It commonly comes up: I need something here. A name, a plot hook, a background event that ties my character in to the campaign. Many of us like the idea of taking the time to write a deep story, with complex characters, and compelling plot twists. Some of us don't have that kind of time.
Take me, for example. As one who had been both a player and a dungeon master at times, I love an intriguing story. I, however, don't have that kind of time. So, what does one do?
In a word: Steal. This may rock the sensibilities of your average storytelling type, but hear me out. Some of the greatest stories we hold near and dear to our geeky little hearts are stolen wholesale. Don't believe me? Watch "The 7 Samurai" sometime, and take note of all the angles used in "Star Wars". After that, the list goes on (and I’ll leave the research up to you, the reader): “Star Trek”, “Lord of the Rings”, “Conan”, “Firefly”, etc.
This has applications for both players and DMs.
This is open season. Many DMs like their players to have a good story for their characters, and some players like to have a character that they can call their own. So, why not steal a story (or parts of a story) to make your character’s history more interesting?
You have lived on a farm your whole life. You never knew your parents, and were raised by another family member. Your life was turned upside-down when you receive an item from an absent family member. Since receiving it, you have begun to quest far and wide.
So, what well-known hero’s history is this? Luke Skywalker? Frodo Baggins? Superman? Before you answer, it was all three. Subtle changes here and there, and the great-hero-from-humble-beginnings hook is tailor made.
One of my most successful 3.5 characters was a half-orc barbarian with the name Bossk, clearly stolen from the bounty hunter in “Star Wars”. Another in my group played a sorcerer lifted entirely from the Green Lantern.

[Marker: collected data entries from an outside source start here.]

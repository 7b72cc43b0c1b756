//! Docker provisioning lifecycle.
//!
//! Create runs, in order and without rollback:
//!
//! ```text
//! resolve endpoint → image → domain → create → start → inspect → persist → bind name
//! ```
//!
//! Delete resolves the endpoint and the recorded container ID, then kills
//! the container. See [`crate::policy`] for which failures abort.

use std::net::IpAddr;
use std::sync::Arc;

use async_trait::async_trait;
use berth_common::{AssemblyWithComponents, BerthError, BerthResult, ContainerId};
use serde::Serialize;

use crate::config::ProvisionerConfig;
use crate::endpoint::{Endpoint, EndpointResolver};
use crate::naming::{HostnameBinding, HostnameRegistrar, NamingBinder};
use crate::policy::{Action, Step, swallow};
use crate::registry::{Provisioner, ProvisionerRegistry};
use crate::runtime::{CreateOptions, DockerConnector, NetworkBinding, RuntimeConnector};
use crate::store::{ComponentStateWriter, ComponentStore, OUTPUT_ID};

/// Component input naming the image to run.
pub const SOURCE_INPUT: &str = "source";
/// Component input naming the DNS domain.
pub const DOMAIN_INPUT: &str = "domain";

/// Result of a successful create.
#[derive(Debug, Clone, PartialEq, Eq, Serialize)]
pub struct ProvisionOutcome {
    /// The started container.
    pub container_id: ContainerId,
    /// Its assigned address.
    pub ip: IpAddr,
    /// Its hostname.
    pub hostname: HostnameBinding,
    /// The runtime endpoint used.
    pub endpoint: String,
    /// Best-effort steps that failed.
    pub degraded: Vec<Step>,
}

impl ProvisionOutcome {
    /// Returns true if every best-effort step succeeded.
    #[must_use]
    pub fn is_complete(&self) -> bool {
        self.degraded.is_empty()
    }
}

fn aborted(action: Action, step: Step) -> impl FnOnce(&BerthError) {
    move |e: &BerthError| tracing::error!(?action, %step, error = %e, "Provisioning step failed")
}

/// Provisions assembly components as Docker containers.
#[derive(Clone)]
pub struct DockerProvisioner {
    resolver: EndpointResolver,
    connector: Arc<dyn RuntimeConnector>,
    writer: ComponentStateWriter,
    binder: NamingBinder,
}

impl DockerProvisioner {
    /// Name this provisioner registers under.
    pub const NAME: &'static str = "docker";

    /// Create a provisioner over explicit collaborators.
    pub fn new(
        config: Arc<ProvisionerConfig>,
        connector: Arc<dyn RuntimeConnector>,
        store: Arc<dyn ComponentStore>,
        registrar: Arc<dyn HostnameRegistrar>,
    ) -> Self {
        let deadline = config.request_timeout();
        Self {
            resolver: EndpointResolver::new(Arc::clone(&config)),
            connector,
            writer: ComponentStateWriter::new(store, deadline),
            binder: NamingBinder::new(config, registrar),
        }
    }

    /// Create a provisioner that talks to Docker Engine endpoints.
    pub fn with_docker(
        config: Arc<ProvisionerConfig>,
        store: Arc<dyn ComponentStore>,
        registrar: Arc<dyn HostnameRegistrar>,
    ) -> Self {
        let connector = Arc::new(DockerConnector::new(config.request_timeout()));
        Self::new(config, connector, store, registrar)
    }

    /// Register this provisioner as `docker`.
    pub fn register(self, registry: &ProvisionerRegistry) {
        registry.register(Self::NAME, Arc::new(self));
    }
}

#[async_trait]
impl Provisioner for DockerProvisioner {
    async fn create(
        &self,
        assembly: &mut AssemblyWithComponents,
        _id: &str,
        _instance: bool,
        _action_id: &str,
    ) -> BerthResult<ProvisionOutcome> {
        tracing::info!(
            assembly = %assembly.id,
            components = assembly.components.len(),
            "Provisioning assembly"
        );

        let endpoint = self
            .resolver
            .resolve(&assembly.inputs)
            .inspect_err(aborted(Action::Create, Step::ResolveEndpoint))?;

        let component = assembly
            .first_component_mut()
            .inspect_err(aborted(Action::Create, Step::ResolveImage))?;
        let image = component
            .inputs
            .get(SOURCE_INPUT)
            .inspect_err(aborted(Action::Create, Step::ResolveImage))?
            .to_string();
        let domain = component
            .inputs
            .get(DOMAIN_INPUT)
            .inspect_err(aborted(Action::Create, Step::ResolveDomain))?
            .to_string();
        let hostname = HostnameBinding::derive(&component.name, &domain);

        let runtime = self
            .connector
            .connect(&endpoint)
            .inspect_err(aborted(Action::Create, Step::Create))?;

        tracing::info!(endpoint = %endpoint, image = %image, name = %hostname, "Creating container");
        let handle = runtime
            .create_container(&CreateOptions::new(image, hostname.fqdn()))
            .await
            .inspect_err(aborted(Action::Create, Step::Create))?;
        let container_id = handle.id;

        runtime
            .start_container(&container_id)
            .await
            .inspect_err(aborted(Action::Create, Step::Start))?;
        tracing::info!(container = %container_id.short(), "Container started");

        let details = runtime
            .inspect_container(&container_id)
            .await
            .inspect_err(aborted(Action::Create, Step::Inspect))?;
        let binding = NetworkBinding::from_details(&container_id, &details)
            .inspect_err(aborted(Action::Create, Step::Inspect))?;
        tracing::info!(container = %container_id.short(), ip = %binding.ip, "Container address assigned");

        let mut degraded = Vec::new();
        if !self.writer.record(component, &binding).await {
            degraded.push(Step::Persist);
        }
        if !self
            .binder
            .bind(&hostname, binding.ip)
            .await
            .inspect_err(aborted(Action::Create, Step::BindName))?
        {
            degraded.push(Step::BindName);
        }

        Ok(ProvisionOutcome {
            container_id,
            ip: binding.ip,
            hostname,
            endpoint: endpoint.to_string(),
            degraded,
        })
    }

    async fn delete(
        &self,
        assembly: &AssemblyWithComponents,
        _id: &str,
    ) -> BerthResult<ContainerId> {
        tracing::info!(assembly = %assembly.id, "Tearing down assembly");

        let endpoint = swallow(
            Action::Delete,
            Step::ResolveEndpoint,
            self.resolver.resolve(&assembly.inputs),
        )
        .unwrap_or_else(Endpoint::empty);

        let container_id = swallow(
            Action::Delete,
            Step::ResolveContainerId,
            assembly
                .first_component()
                .and_then(|c| c.outputs.get(OUTPUT_ID).map(ContainerId::new_unchecked)),
        )
        .unwrap_or_else(|| ContainerId::new_unchecked(""));

        let runtime = self
            .connector
            .connect(&endpoint)
            .inspect_err(aborted(Action::Delete, Step::Kill))?;
        runtime
            .kill_container(&container_id)
            .await
            .inspect_err(aborted(Action::Delete, Step::Kill))?;

        tracing::info!(container = %container_id.short(), endpoint = %endpoint, "Container was killed");
        Ok(container_id)
    }
}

As long as your characters are not boring because everybody knows what they’ll do before they do it, you’ve got a good concept. Use it.
DMs have to be a little more careful. The occasional stolen plot device is ok, but forcing your players to relive “The Wrath of Khan” is no fun for anyone. If your players catch on, you can expect that they will pick apart your story (not that they won’t anyway), and find their way to your endgame before the end of the first encounter. Everyone loses.
Keep in mind, though, that many great things have happened in stories. I read one published adventure that started in a royal throne room. After a dialog with the king and his advisor, the PCs are supposed to break the king free from mind control imposed by the advisor. Once that happens, a hole opens in the floor, and the PCs are confronted by a crazed monster. Deftly stolen from both “Lord of the Rings” and “Star Wars”, and made into a very memorable encounter.
Just remember, it’s a game of great adventure and fun. Why work hard on a character back-story when someone else already did all the hard work? I say, steal. Steal, and be proud of yourself. Your characters, plotlines, and story arcs will thank you.